Chute du gouvernement : le coût de l'incertitude
Première répercussion de la chute du gouvernement, l'incertitude risque de bondir au lendemain du vote de confiance. Sur le plan macroéconomique, cette nouvelle phase d'instabilité politique pourrait avoir un coût pour la croissance.
Au lendemain de la dissolution de juin 2024, les économistes de l'Observatoire français des conjonctures économiques (OFCE) avaient observé que le choc d'incertitude observé « aux 3e trimestre 2024 et au 4e trimestre 2024 sur la croissance du PIB français serait de -0,1 point pour 2024 et de -0,3 point pour 2025 ».« Un choc d'incertitude pourrait être comparable à celui de la dissolution, s'il y a des difficultés à former un gouvernement ou à construire un budget », affirme Raul Sampognaro, économiste à l'OFCE.

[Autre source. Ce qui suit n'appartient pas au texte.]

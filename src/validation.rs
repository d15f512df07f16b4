//! Field-level validation applied before domain operations touch the store.

use chrono::{Datelike, NaiveDate};
use once_cell::sync::Lazy;
use regex::Regex;

use crate::domain::ServiceError;

static EMAIL_RE: Lazy<Regex> =
    Lazy::new(|| Regex::new(r"^[A-Za-z0-9._%+-]+@[A-Za-z0-9.-]+\.[A-Za-z]{2,}$").unwrap());
static PHONE_RE: Lazy<Regex> = Lazy::new(|| Regex::new(r"^\+?[0-9]{10,15}$").unwrap());
static NAME_RE: Lazy<Regex> = Lazy::new(|| Regex::new(r"^[A-Za-zА-Яа-яЁё \-]+$").unwrap());
static LATIN_NAME_RE: Lazy<Regex> = Lazy::new(|| Regex::new(r"^[A-Za-z \-]+$").unwrap());

pub const BOOKING_STATUSES: [&str; 4] = ["confirmed", "paid", "cancelled", "completed"];

pub fn parse_date(value: &str, field: &str) -> Result<NaiveDate, ServiceError> {
    NaiveDate::parse_from_str(value, "%Y-%m-%d")
        .map_err(|_| ServiceError::Validation(format!("{} must be a YYYY-MM-DD date", field)))
}

pub fn validate_email(email: Option<&str>) -> Result<(), ServiceError> {
    match email {
        None => Ok(()),
        Some(e) if e.is_empty() => Ok(()),
        Some(e) if EMAIL_RE.is_match(e) => Ok(()),
        Some(_) => Err(ServiceError::Validation("invalid email address".into())),
    }
}

pub fn validate_phone(phone: &str) -> Result<(), ServiceError> {
    if PHONE_RE.is_match(phone) {
        Ok(())
    } else {
        Err(ServiceError::Validation("invalid phone number".into()))
    }
}

pub fn validate_passport(passport: &str) -> Result<(), ServiceError> {
    if passport.chars().count() < 6 {
        return Err(ServiceError::Validation(
            "passport number must be at least 6 characters".into(),
        ));
    }
    Ok(())
}

pub fn validate_person_name(name: &str, field: &str) -> Result<(), ServiceError> {
    if name.trim().chars().count() < 2 {
        return Err(ServiceError::Validation(format!(
            "{} must be at least 2 characters",
            field
        )));
    }
    if !NAME_RE.is_match(name) {
        return Err(ServiceError::Validation(format!(
            "{} may only contain letters, spaces and hyphens",
            field
        )));
    }
    Ok(())
}

pub fn validate_latin_name(name: Option<&str>) -> Result<(), ServiceError> {
    match name {
        None => Ok(()),
        Some(n) if n.is_empty() => Ok(()),
        Some(n) if LATIN_NAME_RE.is_match(n) => Ok(()),
        Some(_) => Err(ServiceError::Validation(
            "latin name may only contain latin letters, spaces and hyphens".into(),
        )),
    }
}

/// Client date rules: birth date in the past, passport still valid, age 18..=120.
/// A client whose 18th birthday is today passes.
pub fn validate_client_dates(birth_date: &str, passport_expiry: &str) -> Result<(), ServiceError> {
    let birth = parse_date(birth_date, "birth_date")?;
    let expiry = parse_date(passport_expiry, "passport_expiry")?;
    let today = chrono::Local::now().date_naive();

    if birth > today {
        return Err(ServiceError::Validation(
            "birth date cannot be in the future".into(),
        ));
    }
    if expiry <= today {
        return Err(ServiceError::Validation("passport has expired".into()));
    }

    let mut age = today.year() - birth.year();
    if (today.month(), today.day()) < (birth.month(), birth.day()) {
        age -= 1;
    }
    if age < 18 {
        return Err(ServiceError::Validation(
            "client must be at least 18 years old".into(),
        ));
    }
    if age > 120 {
        return Err(ServiceError::Validation("implausible birth date".into()));
    }
    Ok(())
}

pub fn validate_client(dto: &crate::models::client::ClientDto) -> Result<(), ServiceError> {
    validate_person_name(&dto.first_name, "first name")?;
    validate_person_name(&dto.last_name, "last name")?;
    validate_latin_name(dto.name_latin.as_deref())?;
    validate_passport(&dto.passport_number)?;
    validate_phone(&dto.phone)?;
    validate_email(dto.email.as_deref())?;
    validate_client_dates(&dto.birth_date, &dto.passport_expiry)?;
    Ok(())
}

pub fn validate_tour(title: &str, description: Option<&str>, base_price: f64) -> Result<(), ServiceError> {
    if title.trim().chars().count() < 5 {
        return Err(ServiceError::Validation(
            "tour title must be at least 5 characters".into(),
        ));
    }
    if description.map_or(true, |d| d.trim().chars().count() < 20) {
        return Err(ServiceError::Validation(
            "tour description must be at least 20 characters".into(),
        ));
    }
    if base_price <= 0.0 {
        return Err(ServiceError::Validation(
            "base price must be greater than 0".into(),
        ));
    }
    Ok(())
}

pub fn validate_hotel(name: &str, stars: i32) -> Result<(), ServiceError> {
    if name.trim().chars().count() < 3 {
        return Err(ServiceError::Validation(
            "hotel name must be at least 3 characters".into(),
        ));
    }
    if !(1..=5).contains(&stars) {
        return Err(ServiceError::Validation(
            "star rating must be between 1 and 5".into(),
        ));
    }
    Ok(())
}

pub fn validate_employee(dto: &crate::models::employee::EmployeeDto) -> Result<(), ServiceError> {
    validate_person_name(&dto.first_name, "first name")?;
    validate_person_name(&dto.last_name, "last name")?;
    if dto.position.trim().chars().count() < 3 {
        return Err(ServiceError::Validation(
            "position must be at least 3 characters".into(),
        ));
    }
    validate_salary(dto.salary)?;
    let hire = parse_date(&dto.hire_date, "hire_date")?;
    if hire > chrono::Local::now().date_naive() {
        return Err(ServiceError::Validation(
            "hire date cannot be in the future".into(),
        ));
    }
    Ok(())
}

pub fn validate_salary(salary: f64) -> Result<(), ServiceError> {
    if salary <= 0.0 {
        return Err(ServiceError::Validation(
            "salary must be greater than 0".into(),
        ));
    }
    Ok(())
}

/// Parses both booking dates and checks return > departure.
pub fn validate_booking_dates(
    departure_date: &str,
    return_date: &str,
) -> Result<(NaiveDate, NaiveDate), ServiceError> {
    let departure = parse_date(departure_date, "departure_date")?;
    let ret = parse_date(return_date, "return_date")?;
    if ret <= departure {
        return Err(ServiceError::Validation(
            "return date must be after departure date".into(),
        ));
    }
    Ok((departure, ret))
}

pub fn validate_booking_status(status: &str) -> Result<(), ServiceError> {
    if BOOKING_STATUSES.contains(&status) {
        Ok(())
    } else {
        Err(ServiceError::Validation(format!(
            "unknown booking status '{}'",
            status
        )))
    }
}

pub fn validate_rating(rating: i32) -> Result<(), ServiceError> {
    if (1..=5).contains(&rating) {
        Ok(())
    } else {
        Err(ServiceError::Validation(
            "rating must be between 1 and 5".into(),
        ))
    }
}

Du côté des entreprises, différents projets d'investissements pourraient être suspendus. Quant aux ménages, « cette situation va créer de l'attentisme et de l'angoisse », affirme Philippe Crevel, directeur général du Cercle de l'épargne. « Cela peut conduire à différer des projets immobiliers. » Résultat, les Français pourraient encore décider d'épargner au lieu de consommer, alors que leur taux d'épargne est déjà au plus haut.